También el lenguaje las delata
Las victimas utilizan un lenguaje demoledor contra sus imaginarios o probados torturadores: él/ella siempre…; él/ella nunca; se lo he reclamado cincuenta mil veces (y fue solo una decena); hace años que le vengo diciendo lo mismo ( y lo que aluden es reciente); yo contigo/con él/con ella no cuento para nada (y le han ocupado una buena parte de su vida); yo para ti soy un cero a la izquierda; en mi casa nadie me tiene en cuenta; esta casa se está cayendo del desorden ( o de la suciedad, o del mal olor, o de…); tú nunca me has querido (y los álbumes familiares muestran con abundancia de detalles los momentos compartidos con sincera satisfacción –al menos sus rostros lo recuerdan en las fotografías-); sólo me buscas el lado cuando quieres… (sexo, o comida, o dinero, o…); te he soportado toda la vida… (posiblemente quieren decir desde que se encontraron por primera vez, ¡qué sufrimiento!); a ti solo te interesa… (cualquier cosa en particular y no todo lo que la otra persona realiza); el/ella no hace nada o no sirve para nada (comentarios fatales que retratan muy pobremente a quienes los lanzan)…
Y necesariamente las víctimas deben recurrir a médicos o a diversos terapeutas para pedir asistencia. Sus consultores preferidos son aquellos que les refuerzan sus condiciones de maltratadas y les prescriben tratamientos o píldoras "mágicas" para mantenerlas en actividad, sin exigirles cambios en sus conductas y comportamientos –muchas veces estos profesionales ignoran sistemáticamente el modo de vida de sus pacientes (en ocasiones parecen no creer que las relaciones hayan llegado a un grado de deterioro enfermizo que el paciente no logra superar debido a sus propias rutinas devastadoras y a su insistencia en sentirse infeliz).

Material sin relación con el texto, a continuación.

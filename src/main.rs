//! rust_countqc command-line interface

use clap::Parser;
use log::{info, LevelFilter};

use rust_countqc::cli::{Cli, Commands, DistanceArgs, FilterArgs, InputArgs};
use rust_countqc::io::{read_distance_matrix, write_distances, write_embedding, write_normalized};
use rust_countqc::prelude::*;

const VERSION: &str = env!("CARGO_PKG_VERSION");

fn main() {
    let cli = Cli::parse();

    let log_level = if cli.verbose {
        LevelFilter::Debug
    } else {
        LevelFilter::Info
    };

    env_logger::Builder::new()
        .filter_level(log_level)
        .format_timestamp(None)
        .init();

    if cli.threads > 0 {
        if let Err(e) = rayon::ThreadPoolBuilder::new()
            .num_threads(cli.threads)
            .build_global()
        {
            log::warn!("Could not configure {} threads: {}", cli.threads, e);
        }
    }

    let result = match cli.command {
        Some(Commands::Normalize {
            input,
            output,
            log,
            pseudocount,
        }) => run_normalize(&input, &output, log, pseudocount),
        Some(Commands::Filter { input, filter, output }) => run_filter(&input, &filter, &output),
        Some(Commands::Distance {
            input,
            filter,
            distance,
            output,
        }) => run_distance(&input, &filter, &distance, &output),
        Some(Commands::Mds {
            distances,
            dimensions,
            output,
        }) => run_mds(&distances, dimensions, &output),
        Some(Commands::Qc {
            input,
            filter,
            distance,
            dimensions,
            output,
        }) => run_pipeline(&input, &filter, &distance, dimensions, &output),
        None => {
            print_no_args();
            return;
        }
    };

    if let Err(e) = result {
        eprintln!("Error: {}", e);
        std::process::exit(1);
    }
}

fn print_no_args() {
    println!("rust_countqc v{}", VERSION);
    println!("Run `rust_countqc -h` for usage or `rust_countqc --help` for detailed information.");
}

/// Read the count table and metadata and bind them
fn load_store(input: &InputArgs) -> Result<CountMatrixStore> {
    info!("Loading count table from: {}", input.counts);
    let options = CountTableOptions {
        drop_columns: input.drop_columns.clone(),
    };
    let mut counts = read_count_matrix(&input.counts, &options)?;
    info!("  {} genes, {} samples", counts.n_genes(), counts.n_samples());

    let metadata = match &input.metadata {
        Some(path) => {
            info!("Loading metadata from: {}", path);
            read_metadata(path)?
        }
        None => SampleMetadata::new(counts.sample_ids().to_vec()),
    };

    if input.rename_by_position {
        info!("Renaming count columns to metadata sample IDs by position");
        counts = counts.rename_samples(metadata.sample_ids().to_vec())?;
    }

    let store = CountMatrixStore::new(counts, metadata)?;
    Ok(store)
}

fn filter_params(args: &FilterArgs, store: &CountMatrixStore) -> Result<FilterParams> {
    let min_samples = match (args.min_samples, &args.group) {
        (Some(n), _) => n,
        (None, Some(group)) => {
            let n = store
                .metadata()
                .smallest_group(group)
                .ok_or_else(|| CountQcError::InvalidInput {
                    reason: format!("attribute '{}' not found in metadata", group),
                })?;
            info!("Smallest '{}' group has {} samples; using it as --min-samples", group, n);
            n
        }
        (None, None) => {
            return Err(CountQcError::InvalidInput {
                reason: "either --min-samples or --group is required".to_string(),
            });
        }
    };

    Ok(FilterParams {
        threshold: args.threshold,
        min_samples,
    })
}

fn distance_params(args: &DistanceArgs) -> Result<DistanceParams> {
    Ok(DistanceParams {
        top: args.top,
        selection: args.gene_selection.parse()?,
        pseudocount: args.pseudocount,
    })
}

/// Normalize and filter; an empty filter outcome is an error at the CLI level
fn expressed_genes(
    store: &CountMatrixStore,
    args: &FilterArgs,
) -> Result<(NormalizedMatrix, FilterMask)> {
    let params = filter_params(args, store)?;
    let cpm = normalize(store, &NormalizeParams::default())?;
    let mask = filter_expressed(&cpm, &params)?.into_result()?;
    Ok((cpm, mask))
}

fn run_normalize(input: &InputArgs, output_path: &str, log: bool, pseudocount: f64) -> Result<()> {
    let store = load_store(input)?;

    info!("Normalizing to counts per million (log: {})...", log);
    let normalized = normalize(&store, &NormalizeParams { log, pseudocount })?;

    info!("Writing normalized values to: {}", output_path);
    write_normalized(output_path, &normalized)?;

    info!("Done!");
    Ok(())
}

fn run_filter(input: &InputArgs, filter: &FilterArgs, output_path: &str) -> Result<()> {
    let store = load_store(input)?;
    let (cpm, mask) = expressed_genes(&store, filter)?;

    info!("Writing {} expressed genes to: {}", mask.n_retained(), output_path);
    write_normalized(output_path, &cpm.select(&mask)?)?;

    info!("Done!");
    Ok(())
}

fn run_distance(
    input: &InputArgs,
    filter: &FilterArgs,
    distance: &DistanceArgs,
    output_path: &str,
) -> Result<()> {
    let store = load_store(input)?;
    let (cpm, mask) = expressed_genes(&store, filter)?;

    let params = distance_params(distance)?;
    info!(
        "Computing leading fold-change distances ({:?}, top {})...",
        params.selection, params.top
    );
    let distances = pairwise_distance(&cpm, &mask, &params)?;
    if let Some(shortfall) = distances.shortfall() {
        info!(
            "  used all {} retained genes (fewer than the requested {})",
            shortfall.available, shortfall.requested
        );
    }

    info!("Writing distance matrix to: {}", output_path);
    write_distances(output_path, &distances)?;

    info!("Done!");
    Ok(())
}

fn run_mds(distances_path: &str, dimensions: usize, output_path: &str) -> Result<()> {
    info!("Loading distance matrix from: {}", distances_path);
    let distances = read_distance_matrix(distances_path)?;

    let params = MdsParams {
        dimensions,
        ..MdsParams::default()
    };
    let embedding = embed(&distances, &params)?;

    info!("Writing embedding to: {}", output_path);
    write_embedding(output_path, &embedding, None)?;

    info!("Done!");
    Ok(())
}

fn run_pipeline(
    input: &InputArgs,
    filter: &FilterArgs,
    distance: &DistanceArgs,
    dimensions: usize,
    prefix: &str,
) -> Result<()> {
    let store = load_store(input)?;

    let params = QcParams {
        filter: filter_params(filter, &store)?,
        distance: distance_params(distance)?,
        mds: MdsParams {
            dimensions,
            ..MdsParams::default()
        },
    };

    let run = run_qc(&store, &params)?;
    let report = run.report(&store);

    let cpm_path = format!("{}.cpm.tsv", prefix);
    let distances_path = format!("{}.distances.tsv", prefix);
    let embedding_path = format!("{}.embedding.tsv", prefix);
    let report_path = format!("{}.report.json", prefix);

    info!("Writing results with prefix: {}", prefix);
    write_normalized(&cpm_path, &run.normalized.select(&run.mask)?)?;
    write_distances(&distances_path, &run.distances)?;
    write_embedding(&embedding_path, &run.embedding, Some(store.metadata()))?;
    report.write_json(&report_path)?;

    println!("\n{}", report);
    Ok(())
}
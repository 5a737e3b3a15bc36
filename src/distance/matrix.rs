//! Sample x sample distance matrix

use ndarray::{Array2, ArrayView2};

use super::leading_fc::GeneSelection;
use crate::error::{CountQcError, Result};

/// Symmetry tolerance for externally supplied distances, scaled by max(1, |d|)
const SYMMETRY_TOL: f64 = 1e-9;

/// Fewer genes were available than the requested top-N
#[derive(Debug, Clone, Copy, PartialEq, Eq)]
pub struct GeneShortfall {
    pub requested: usize,
    pub available: usize,
}

/// Symmetric sample distances with a zero diagonal
#[derive(Debug, Clone, PartialEq)]
pub struct DistanceMatrix {
    values: Array2<f64>,
    sample_ids: Vec<String>,
    requested_top: usize,
    effective_top: usize,
    selection: GeneSelection,
}

impl DistanceMatrix {
    pub(crate) fn from_parts(
        values: Array2<f64>,
        sample_ids: Vec<String>,
        requested_top: usize,
        effective_top: usize,
        selection: GeneSelection,
    ) -> Self {
        Self {
            values,
            sample_ids,
            requested_top,
            effective_top,
            selection,
        }
    }

    /// Validate a distance matrix computed elsewhere.
    ///
    /// The matrix must be square, match `sample_ids`, be symmetric, have a zero
    /// diagonal and contain only finite non-negative values. Entries that
    /// differ within the symmetry tolerance are replaced by their mean.
    pub fn from_values(sample_ids: Vec<String>, mut values: Array2<f64>) -> Result<Self> {
        let n = sample_ids.len();
        if values.dim() != (n, n) {
            return Err(CountQcError::schema(format!(
                "distance matrix is {}x{} but {} sample IDs were given",
                values.nrows(),
                values.ncols(),
                n
            )));
        }

        for i in 0..n {
            if values[[i, i]] != 0.0 {
                return Err(CountQcError::invalid_parameter(
                    "distances",
                    format!(
                        "diagonal entry for '{}' is {}, expected 0",
                        sample_ids[i],
                        values[[i, i]]
                    ),
                ));
            }
            for j in (i + 1)..n {
                let (a, b) = (values[[i, j]], values[[j, i]]);
                if !a.is_finite() || !b.is_finite() || a < 0.0 || b < 0.0 {
                    return Err(CountQcError::invalid_parameter(
                        "distances",
                        format!(
                            "distance between '{}' and '{}' must be finite and non-negative",
                            sample_ids[i], sample_ids[j]
                        ),
                    ));
                }
                if (a - b).abs() > SYMMETRY_TOL * a.abs().max(b.abs()).max(1.0) {
                    return Err(CountQcError::invalid_parameter(
                        "distances",
                        format!(
                            "matrix is not symmetric at ('{}', '{}')",
                            sample_ids[i], sample_ids[j]
                        ),
                    ));
                }
                let mean = 0.5 * (a + b);
                values[[i, j]] = mean;
                values[[j, i]] = mean;
            }
        }

        Ok(Self {
            values,
            sample_ids,
            requested_top: 0,
            effective_top: 0,
            selection: GeneSelection::Pairwise,
        })
    }

    pub fn values(&self) -> ArrayView2<'_, f64> {
        self.values.view()
    }

    pub fn get(&self, i: usize, j: usize) -> f64 {
        self.values[[i, j]]
    }

    pub fn sample_ids(&self) -> &[String] {
        &self.sample_ids
    }

    pub fn n_samples(&self) -> usize {
        self.sample_ids.len()
    }

    /// Top-N asked for by the caller (0 for externally supplied matrices)
    pub fn requested_top(&self) -> usize {
        self.requested_top
    }

    /// Number of genes actually used per pair
    pub fn effective_top(&self) -> usize {
        self.effective_top
    }

    pub fn selection(&self) -> GeneSelection {
        self.selection
    }

    /// Present when fewer genes than requested were available
    pub fn shortfall(&self) -> Option<GeneShortfall> {
        (self.effective_top < self.requested_top).then_some(GeneShortfall {
            requested: self.requested_top,
            available: self.effective_top,
        })
    }

    /// `InsufficientGenes` for callers that need the full top-N
    pub fn require_full_top(&self) -> Result<()> {
        match self.shortfall() {
            Some(s) => Err(CountQcError::InsufficientGenes {
                requested: s.requested,
                available: s.available,
            }),
            None => Ok(()),
        }
    }
}
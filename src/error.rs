//! Error types for rust_countqc

use thiserror::Error;

/// Main error type for count QC operations
#[derive(Error, Debug)]
pub enum CountQcError {
    #[error("Schema mismatch: {reason}")]
    SchemaMismatch { reason: String },

    #[error("Invalid count at gene '{gene_id}', sample '{sample_id}': {value}")]
    InvalidCount {
        gene_id: String,
        sample_id: String,
        value: f64,
    },

    #[error("Invalid parameter {name}: {reason}")]
    InvalidParameter { name: String, reason: String },

    #[error("Sample '{sample_id}' has a library size of zero; normalization is undefined")]
    DegenerateLibrary { sample_id: String },

    #[error("Empty result: {reason}")]
    EmptyResult { reason: String },

    #[error("Insufficient genes: requested top {requested}, only {available} retained")]
    InsufficientGenes { requested: usize, available: usize },

    #[error(
        "Eigenvalue {eigenvalue:.6e} for dimension {dimension} is negative; \
         distances are not embeddable in {dimension} real dimensions"
    )]
    NegativeEigenvalue { dimension: usize, eigenvalue: f64 },

    #[error("Numerical instability in {operation}: {details}")]
    NumericalInstability { operation: String, details: String },

    #[error("IO error: {0}")]
    IoError(#[from] std::io::Error),

    #[error("CSV parsing error: {0}")]
    CsvError(#[from] csv::Error),

    #[error("JSON error: {0}")]
    JsonError(#[from] serde_json::Error),

    #[error("Invalid input: {reason}")]
    InvalidInput { reason: String },
}

impl CountQcError {
    pub(crate) fn invalid_parameter(name: &str, reason: impl Into<String>) -> Self {
        CountQcError::InvalidParameter {
            name: name.to_string(),
            reason: reason.into(),
        }
    }

    pub(crate) fn schema(reason: impl Into<String>) -> Self {
        CountQcError::SchemaMismatch {
            reason: reason.into(),
        }
    }
}

/// Result type alias for count QC operations
pub type Result<T> = std::result::Result<T, CountQcError>;
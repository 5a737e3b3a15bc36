//! Counts-per-million scale normalization
//!
//! Each sample's counts are multiplied by 1e6 / library size so that samples
//! sequenced to different depths become comparable. Optionally the result is
//! moved to log2 space with a pseudocount so zeros stay finite.

use ndarray::{Array2, ArrayView1, ArrayView2};
use rayon::prelude::*;

use crate::data::CountMatrixStore;
use crate::error::{CountQcError, Result};
use crate::filter::FilterMask;

/// Reads per million
pub const PER_MILLION: f64 = 1e6;

/// Value scale of a normalized matrix
#[derive(Debug, Clone, Copy, PartialEq)]
pub enum Scale {
    /// Plain counts per million
    Linear,
    /// log2(cpm + pseudocount)
    Log2 { pseudocount: f64 },
}

impl Scale {
    pub fn is_log(&self) -> bool {
        matches!(self, Scale::Log2 { .. })
    }
}

/// Parameters for [`normalize`]
#[derive(Debug, Clone)]
pub struct NormalizeParams {
    /// Apply log2(x + pseudocount) after scaling
    pub log: bool,
    /// Added before the log; must be > 0
    pub pseudocount: f64,
}

impl Default for NormalizeParams {
    fn default() -> Self {
        Self {
            log: false,
            pseudocount: 1.0,
        }
    }
}

/// Scale-normalized expression values (genes x samples)
#[derive(Debug, Clone, PartialEq)]
pub struct NormalizedMatrix {
    values: Array2<f64>,
    gene_ids: Vec<String>,
    sample_ids: Vec<String>,
    scale: Scale,
}

impl NormalizedMatrix {
    /// Wrap precomputed values; dimensions must agree with the identifiers
    pub fn new(
        values: Array2<f64>,
        gene_ids: Vec<String>,
        sample_ids: Vec<String>,
        scale: Scale,
    ) -> Result<Self> {
        if values.nrows() != gene_ids.len() || values.ncols() != sample_ids.len() {
            return Err(CountQcError::schema(format!(
                "normalized values are {}x{} but {} gene IDs and {} sample IDs were given",
                values.nrows(),
                values.ncols(),
                gene_ids.len(),
                sample_ids.len()
            )));
        }
        Ok(Self {
            values,
            gene_ids,
            sample_ids,
            scale,
        })
    }

    pub fn values(&self) -> ArrayView2<'_, f64> {
        self.values.view()
    }

    pub fn gene_values(&self, gene_idx: usize) -> ArrayView1<'_, f64> {
        self.values.row(gene_idx)
    }

    pub fn gene_ids(&self) -> &[String] {
        &self.gene_ids
    }

    pub fn sample_ids(&self) -> &[String] {
        &self.sample_ids
    }

    pub fn scale(&self) -> Scale {
        self.scale
    }

    pub fn n_genes(&self) -> usize {
        self.values.nrows()
    }

    pub fn n_samples(&self) -> usize {
        self.values.ncols()
    }

    /// New matrix holding only the rows retained by `mask`
    pub fn select(&self, mask: &FilterMask) -> Result<Self> {
        if mask.len() != self.n_genes() {
            return Err(CountQcError::schema(format!(
                "filter mask covers {} genes but the matrix has {}",
                mask.len(),
                self.n_genes()
            )));
        }
        let keep = mask.retained_indices();
        Ok(Self {
            values: self.values.select(ndarray::Axis(0), &keep),
            gene_ids: keep.iter().map(|&i| self.gene_ids[i].clone()).collect(),
            sample_ids: self.sample_ids.clone(),
            scale: self.scale,
        })
    }

    /// Values in log2 space.
    ///
    /// A linear matrix is transformed with `pseudocount`; a matrix that is
    /// already log-scaled is returned as is.
    pub fn to_log2(&self, pseudocount: f64) -> Result<Self> {
        if self.scale.is_log() {
            return Ok(self.clone());
        }
        check_pseudocount(pseudocount)?;
        Ok(Self {
            values: self.values.mapv(|x| (x + pseudocount).log2()),
            gene_ids: self.gene_ids.clone(),
            sample_ids: self.sample_ids.clone(),
            scale: Scale::Log2 { pseudocount },
        })
    }
}

fn check_pseudocount(pseudocount: f64) -> Result<()> {
    if !(pseudocount.is_finite() && pseudocount > 0.0) {
        return Err(CountQcError::invalid_parameter(
            "pseudocount",
            format!("must be a positive finite number, got {}", pseudocount),
        ));
    }
    Ok(())
}

/// Convert raw counts to counts per million, optionally log2-transformed.
///
/// Fails with `DegenerateLibrary` if any sample has no reads at all, since its
/// scale factor is undefined. Nothing is returned in that case.
pub fn normalize(store: &CountMatrixStore, params: &NormalizeParams) -> Result<NormalizedMatrix> {
    if params.log {
        check_pseudocount(params.pseudocount)?;
    }

    let library_sizes = store.library_sizes();
    if let Some(j) = library_sizes.iter().position(|&size| size == 0) {
        return Err(CountQcError::DegenerateLibrary {
            sample_id: store.sample_ids()[j].clone(),
        });
    }

    let scale_factors: Vec<f64> = library_sizes
        .iter()
        .map(|&size| PER_MILLION / size as f64)
        .collect();

    let counts = store.matrix().counts();
    let n_genes = store.n_genes();
    let n_samples = store.n_samples();

    // Rows are independent
    let flat: Vec<f64> = (0..n_genes)
        .into_par_iter()
        .flat_map_iter(|i| {
            let row = counts.row(i);
            let scale_factors = &scale_factors;
            (0..n_samples).map(move |j| {
                let cpm = row[j] as f64 * scale_factors[j];
                if params.log {
                    (cpm + params.pseudocount).log2()
                } else {
                    cpm
                }
            })
        })
        .collect();

    let values =
        Array2::from_shape_vec((n_genes, n_samples), flat).map_err(|e| CountQcError::InvalidInput {
            reason: format!("could not shape normalized values: {}", e),
        })?;

    let scale = if params.log {
        Scale::Log2 {
            pseudocount: params.pseudocount,
        }
    } else {
        Scale::Linear
    };

    NormalizedMatrix::new(values, store.gene_ids().to_vec(), store.sample_ids().to_vec(), scale)
}

#[cfg(test)]
mod tests {
    use super::*;
    use crate::data::{CountMatrix, SampleMetadata};
    use ndarray::{array, Array2, Axis};

    fn store_from(counts: Array2<u64>) -> CountMatrixStore {
        let gene_ids: Vec<String> = (0..counts.nrows()).map(|i| format!("g{}", i)).collect();
        let sample_ids: Vec<String> = (0..counts.ncols()).map(|j| format!("s{}", j)).collect();
        let matrix = CountMatrix::new(counts, gene_ids, sample_ids.clone()).unwrap();
        CountMatrixStore::new(matrix, SampleMetadata::new(sample_ids)).unwrap()
    }

    #[test]
    fn test_cpm_columns_sum_to_one_million() {
        let store = store_from(array![[3, 70, 0], [11, 2, 9], [986, 28, 1]]);
        let norm = normalize(&store, &NormalizeParams::default()).unwrap();
        assert_eq!(norm.scale(), Scale::Linear);
        for col in norm.values().axis_iter(Axis(1)) {
            assert!((col.sum() - PER_MILLION).abs() < 1e-6, "column sum {}", col.sum());
        }
    }

    #[test]
    fn test_single_expressed_gene_is_one_million() {
        let store = store_from(array![[100, 200, 50, 10], [0, 0, 0, 0]]);
        assert_eq!(store.library_sizes(), &[100, 200, 50, 10]);
        let norm = normalize(&store, &NormalizeParams::default()).unwrap();
        for j in 0..4 {
            assert!((norm.values()[[0, j]] - 1e6).abs() < 1e-9);
            assert_eq!(norm.values()[[1, j]], 0.0);
        }
    }

    #[test]
    fn test_log_transform_uses_pseudocount() {
        let store = store_from(array![[1, 3], [3, 1]]);
        let params = NormalizeParams {
            log: true,
            pseudocount: 2.0,
        };
        let norm = normalize(&store, &params).unwrap();
        assert_eq!(norm.scale(), Scale::Log2 { pseudocount: 2.0 });
        assert!((norm.values()[[0, 0]] - (250_002.0f64).log2()).abs() < 1e-12);
        assert!((norm.values()[[1, 0]] - (750_002.0f64).log2()).abs() < 1e-12);
    }

    #[test]
    fn test_zero_library_is_degenerate() {
        let store = store_from(array![[5, 0, 1], [2, 0, 0]]);
        match normalize(&store, &NormalizeParams::default()) {
            Err(CountQcError::DegenerateLibrary { sample_id }) => assert_eq!(sample_id, "s1"),
            other => panic!("expected DegenerateLibrary, got {:?}", other),
        }
    }

    #[test]
    fn test_non_positive_pseudocount_rejected() {
        let store = store_from(array![[5, 4], [2, 1]]);
        for pseudocount in [0.0, -1.0, f64::NAN] {
            let params = NormalizeParams { log: true, pseudocount };
            assert!(matches!(
                normalize(&store, &params),
                Err(CountQcError::InvalidParameter { .. })
            ));
        }
    }

    #[test]
    fn test_to_log2_is_noop_on_log_matrix() {
        let store = store_from(array![[5, 4], [2, 1]]);
        let log = normalize(&store, &NormalizeParams { log: true, pseudocount: 1.0 }).unwrap();
        assert_eq!(log.to_log2(0.5).unwrap(), log);

        let linear = normalize(&store, &NormalizeParams::default()).unwrap();
        assert_eq!(linear.to_log2(1.0).unwrap(), log);
    }
}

Los cambios en la vida son necesarios cuando la depresión nos acosa. Lo vemos en nuestros trastornos de apetito y de sueño, en la fatiga reiterada, en lo cargados que nos sentimos. A veces asoman la tristeza, el temor, la incertidumbre a nuestros rostros. Algo que persiste debe ser removido para que podamos disfrutar la exuberancia de la vida y perdonar las culpas que impusimos contra otros porque no pudieron actuar con sabiduría y generosidad en algunos momentos infortunados de su pasado.